15 abril

El sector público costarricense no solo es grande, sino que en mucho opera como un archipiélago, lo cual dificulta coordinar su labor, verificar su ejecutoria y examinar la eficacia de los servicios ofrecidos a la sociedad. Un estudio parcial del Ministerio de Planificación y Política Económica (Mideplán), titulado Estudio de las duplicidades (sic) estructurales: ministerios y órganos adscritos, demostró que durante el período analizado (2007-2015) se crearon muchas más direcciones, departamentos y unidades de las que se eliminaron, a pesar de que varias estaban funcionalmente inactivas.

Buena parte de esos órganos fueron creados por ley, es decir, por la Asamblea Legislativa, sin coordinación con el Mideplán. En consecuencia, existen muchas duplicaciones evitables en el sector público. El estudio es parcial porque solo analizó los posibles traslapes de funciones en lo interno de las instituciones, no entre entidades. Aun así, deja en evidencia que las posibilidades de ahorro de recursos, humanos y financieros, son altas. En efecto, cuando una dependencia se crea como ente u órgano desconcentrado, tiende a organizarse de manera autosuficiente, con su propia dirección ejecutiva, asistentes, proveeduría, tesorería, flota de vehículos, presupuesto para viajes, sillas giratorias y pinturas de Fausto Pacheco.

El Ministerio de Cultura, por ejemplo, tiene 15 entidades adscritas, lo cual atenta contra la dirección y supervisión eficaz de su jerarca. Las potenciales duplicaciones de funciones (y de su costo) son muchas. El Ministerio de Salud tiene diez entidades adscritas. En total, hay 81 dependencias bajo las 18 carteras que conforman el Gobierno Central (“Gobierno Central evidencia crecimiento desordenado”, La Nación, 9/4/2018).

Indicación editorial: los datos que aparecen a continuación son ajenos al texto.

// Copyright (c) 2025 Geoffrey Huntley <ghuntley@ghuntley.com>. All rights reserved.
// SPDX-License-Identifier: Proprietary

//! Flag evaluation HTTP handler.

use axum::{body::Bytes, extract::State, Json};
use tracing::{debug, warn};

use toggle_server_flags::{EvaluationRequest, EvaluationResponse};

use crate::AppState;

/// POST /api/evaluate - Evaluate one flag for one user.
///
/// Always answers `200` with `{"enabled": bool}`. A body that cannot be read
/// as an evaluation request is answered with `{"enabled": false}`.
pub async fn evaluate(State(state): State<AppState>, body: Bytes) -> Json<EvaluationResponse> {
	let request: EvaluationRequest = match serde_json::from_slice(&body) {
		Ok(request) => request,
		Err(e) => {
			warn!(error = %e, "rejecting malformed evaluation request");
			return Json(EvaluationResponse::disabled());
		}
	};

	let outcome = state.evaluator.evaluate_detailed(&request).await;
	debug!(
		feature_key = %request.feature_key,
		environment = %request.environment,
		reason = %outcome.reason,
		"evaluation served"
	);

	Json(outcome.into())
}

Conforme mayor sea el archipiélago de entidades y órganos públicos, más difícil es controlar su ejecutoria. Es menester achicar el aparato estatal, particularmente ahora que el déficit fiscal proyectado supera el 6 % del PIB y se le pide a la ciudadanía resignarse a una carga mayor de impuestos. El problema es que el Mideplán no tiene poder para forzar los cambios requeridos y, a lo sumo, como manifestó Jorge Ortega, jefe de modernización del Estado, apenas puede “recomendar” más coordinación. Aunque en teoría el Mideplán analiza a las instituciones desde su valor público; es decir, si realmente cumplen su fin, es muy poco lo que se conoce de los resultados de esos análisis.

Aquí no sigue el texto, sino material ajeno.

// Copyright (c) 2025 Geoffrey Huntley <ghuntley@ghuntley.com>. All rights reserved.
// SPDX-License-Identifier: Proprietary

//! HTTP tests for the evaluate and health routes.
//!
//! Tests cover:
//! - The `{"enabled": bool}` contract for each evaluation outcome
//! - Malformed bodies answered with `{"enabled": false}`
//! - Cache population through the HTTP path
//! - Store reachability reporting on `/health`

use std::sync::Arc;
use std::time::Duration;

use axum::{
	body::Body,
	http::{header::CONTENT_TYPE, Request, StatusCode},
	Router,
};
use serde_json::{json, Value};
use sqlx::SqlitePool;
use tower::ServiceExt;

use toggle_server::{create_app_state, create_router, AppState};
use toggle_server_config::ServerConfig;
use toggle_server_flags::testing::{create_test_pool, seed_flag};
use toggle_server_flags::{
	bucket_for, run_migrations, ConfigStore, FlagConfiguration, FlagsServerError,
	InMemoryConfigStore, InMemoryFlagCache, ResolverConfig,
};

async fn setup_pool() -> SqlitePool {
	let pool = create_test_pool().await;
	run_migrations(&pool).await.unwrap();

	seed_flag(&pool, "key_live", "full_rollout", "production", true, 100, json!([])).await;
	seed_flag(&pool, "key_live", "switched_off", "production", false, 100, json!([])).await;
	seed_flag(
		&pool,
		"key_live",
		"premium_only",
		"production",
		true,
		100,
		json!([{"field": "plan", "operator": "equals", "value": "premium"}]),
	)
	.await;
	seed_flag(&pool, "key_live", "partial", "production", true, 30, json!([])).await;

	pool
}

async fn setup_app() -> Router {
	let pool = setup_pool().await;
	create_router(create_app_state(pool, &ServerConfig::default()))
}

async fn post_evaluate(app: Router, body: impl Into<Body>) -> (StatusCode, Value) {
	let response = app
		.oneshot(
			Request::builder()
				.method("POST")
				.uri("/api/evaluate")
				.header(CONTENT_TYPE, "application/json")
				.body(body.into())
				.unwrap(),
		)
		.await
		.unwrap();

	let status = response.status();
	let bytes = axum::body::to_bytes(response.into_body(), usize::MAX)
		.await
		.unwrap();
	(status, serde_json::from_slice(&bytes).unwrap())
}

fn evaluate_body(feature_key: &str, user: Value) -> String {
	json!({
		"apiKey": "key_live",
		"featureKey": feature_key,
		"environment": "production",
		"user": user,
	})
	.to_string()
}

#[tokio::test]
async fn test_full_rollout_is_enabled() {
	let app = setup_app().await;
	let (status, body) = post_evaluate(app, evaluate_body("full_rollout", json!({"id": "u1"}))).await;

	assert_eq!(status, StatusCode::OK);
	assert_eq!(body, json!({"enabled": true}));
}

#[tokio::test]
async fn test_disabled_flag_is_off() {
	let app = setup_app().await;
	let (status, body) = post_evaluate(app, evaluate_body("switched_off", json!({"id": "u1"}))).await;

	assert_eq!(status, StatusCode::OK);
	assert_eq!(body, json!({"enabled": false}));
}

#[tokio::test]
async fn test_targeting_rule_gates_users() {
	let app = setup_app().await;

	let (_, free) = post_evaluate(
		app.clone(),
		evaluate_body("premium_only", json!({"id": "u1", "plan": "free"})),
	)
	.await;
	assert_eq!(free, json!({"enabled": false}));

	let (_, premium) = post_evaluate(
		app,
		evaluate_body("premium_only", json!({"id": "u1", "plan": "premium"})),
	)
	.await;
	assert_eq!(premium, json!({"enabled": true}));
}

#[tokio::test]
async fn test_partial_rollout_follows_bucket() {
	let app = setup_app().await;
	let (_, body) = post_evaluate(app, evaluate_body("partial", json!({"id": "u1"}))).await;

	assert_eq!(body, json!({"enabled": bucket_for("u1") < 30}));
}

#[tokio::test]
async fn test_unknown_api_key_is_off() {
	let app = setup_app().await;
	let body = json!({
		"apiKey": "key_unknown",
		"featureKey": "full_rollout",
		"environment": "production",
		"user": {"id": "u1"},
	})
	.to_string();

	let (status, body) = post_evaluate(app, body).await;
	assert_eq!(status, StatusCode::OK);
	assert_eq!(body, json!({"enabled": false}));
}

#[tokio::test]
async fn test_unknown_environment_is_off() {
	let app = setup_app().await;
	let body = json!({
		"apiKey": "key_live",
		"featureKey": "full_rollout",
		"environment": "staging",
	})
	.to_string();

	let (_, body) = post_evaluate(app, body).await;
	assert_eq!(body, json!({"enabled": false}));
}

#[tokio::test]
async fn test_null_user_is_evaluated_as_anonymous() {
	let app = setup_app().await;

	let (status, body) = post_evaluate(app.clone(), evaluate_body("full_rollout", Value::Null)).await;
	assert_eq!(status, StatusCode::OK);
	assert_eq!(body, json!({"enabled": true}));

	let (_, body) = post_evaluate(app, evaluate_body("partial", Value::Null)).await;
	assert_eq!(body, json!({"enabled": bucket_for("") < 30}));
}

#[tokio::test]
async fn test_malformed_bodies_are_off() {
	for raw in [
		"",
		"not json",
		"[]",
		r#"{"apiKey": "key_live"}"#,
		r#"{"apiKey": 7, "featureKey": "full_rollout", "environment": "production"}"#,
	] {
		let app = setup_app().await;
		let (status, body) = post_evaluate(app, raw.to_string()).await;
		assert_eq!(status, StatusCode::OK, "body {raw:?}");
		assert_eq!(body, json!({"enabled": false}), "body {raw:?}");
	}
}

#[tokio::test]
async fn test_repeated_requests_use_cache() {
	let store = Arc::new(InMemoryConfigStore::new());
	store
		.insert(
			"key_live",
			"full_rollout",
			"production",
			FlagConfiguration::new(true, 100),
		)
		.await;
	let cache = Arc::new(InMemoryFlagCache::new());
	let state = AppState::new(store.clone(), cache.clone(), ResolverConfig::default());
	let app = create_router(state);

	for _ in 0..3 {
		let (_, body) =
			post_evaluate(app.clone(), evaluate_body("full_rollout", json!({"id": "u1"}))).await;
		assert_eq!(body, json!({"enabled": true}));
	}

	assert_eq!(store.lookup_count(), 1);
	assert_eq!(cache.len().await, 1);
}

async fn get_health(app: Router) -> (StatusCode, Value) {
	let response = app
		.oneshot(Request::builder().uri("/health").body(Body::empty()).unwrap())
		.await
		.unwrap();
	let status = response.status();
	let bytes = axum::body::to_bytes(response.into_body(), usize::MAX)
		.await
		.unwrap();
	(status, serde_json::from_slice(&bytes).unwrap())
}

#[tokio::test]
async fn test_health_reports_healthy_store() {
	let app = setup_app().await;
	let (status, body) = get_health(app).await;

	assert_eq!(status, StatusCode::OK);
	assert_eq!(body["status"], "healthy");
	assert!(body.get("error").is_none());
}

struct UnreachableStore;

#[async_trait::async_trait]
impl ConfigStore for UnreachableStore {
	async fn lookup(
		&self,
		_: &str,
		_: &str,
		_: &str,
	) -> toggle_server_flags::Result<Option<FlagConfiguration>> {
		Err(FlagsServerError::DependencyUnavailable("store".to_string()))
	}

	async fn ping(&self) -> toggle_server_flags::Result<()> {
		Err(FlagsServerError::DependencyUnavailable("store".to_string()))
	}
}

#[tokio::test]
async fn test_unreachable_store_fails_closed() {
	let state = AppState::new(
		Arc::new(UnreachableStore),
		Arc::new(InMemoryFlagCache::new()),
		ResolverConfig {
			cache_ttl: Duration::from_secs(120),
			dependency_timeout: Duration::from_millis(50),
		},
	);
	let app = create_router(state);

	let (status, body) =
		post_evaluate(app.clone(), evaluate_body("full_rollout", json!({"id": "u1"}))).await;
	assert_eq!(status, StatusCode::OK);
	assert_eq!(body, json!({"enabled": false}));

	let (status, body) = get_health(app).await;
	assert_eq!(status, StatusCode::SERVICE_UNAVAILABLE);
	assert_eq!(body["status"], "unhealthy");
}

#[tokio::test]
async fn test_file_backed_database() {
	let dir = tempfile::tempdir().unwrap();
	let url = format!("sqlite:{}", dir.path().join("toggle.db").display());
	let pool = toggle_server_flags::create_pool(&url).await.unwrap();
	run_migrations(&pool).await.unwrap();
	seed_flag(&pool, "key_file", "beta", "dev", true, 100, json!(null)).await;

	let app = create_router(create_app_state(pool, &ServerConfig::default()));
	let body = json!({
		"apiKey": "key_file",
		"featureKey": "beta",
		"environment": "dev",
		"user": {"id": "anyone"},
	})
	.to_string();

	let (_, body) = post_evaluate(app, body).await;
	assert_eq!(body, json!({"enabled": true}));
}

Las recomendaciones del Mideplán, en principio, se dirigen al Consejo de Gobierno, pero tampoco se conoce lo que este ha hecho para resolver los problemas citados. Cuando la recomendación dirigida a un ministerio, por ejemplo, al de Cultura, es para que “valore la pertinencia de que el apoyo administrativo de sus órganos desconcentrados se brinde desde el propio Ministerio”, la posibilidad de una acción correctiva es muy baja.

Por otro lado, como muchos entes fueron creados por ley, la única forma de reformarlos (o cerrarlos, si no cumplieran una función útil) es mediante otra ley, lo cual toma tiempo y enfrenta la oposición de los empleados públicos cuyos trabajos corren peligro. La moraleja es la siguiente: si no se está seguro de la necesidad social que satisfará una nueva entidad pública, o de la idoneidad del flamante organismo para llenarla, no se debe aprobar su creación, pues podría convertirse en un elefante blanco difícil de eliminar en el futuro.

El Mideplán debe liderar la elaboración de un estudio integral para verificar la relación costo-beneficio de los servicios ofrecidos por los ministerios y sus dependencias a la sociedad costarricense, que los sufraga con los impuestos y hasta con los problemas planteados a todos por el déficit de las finanzas públicas.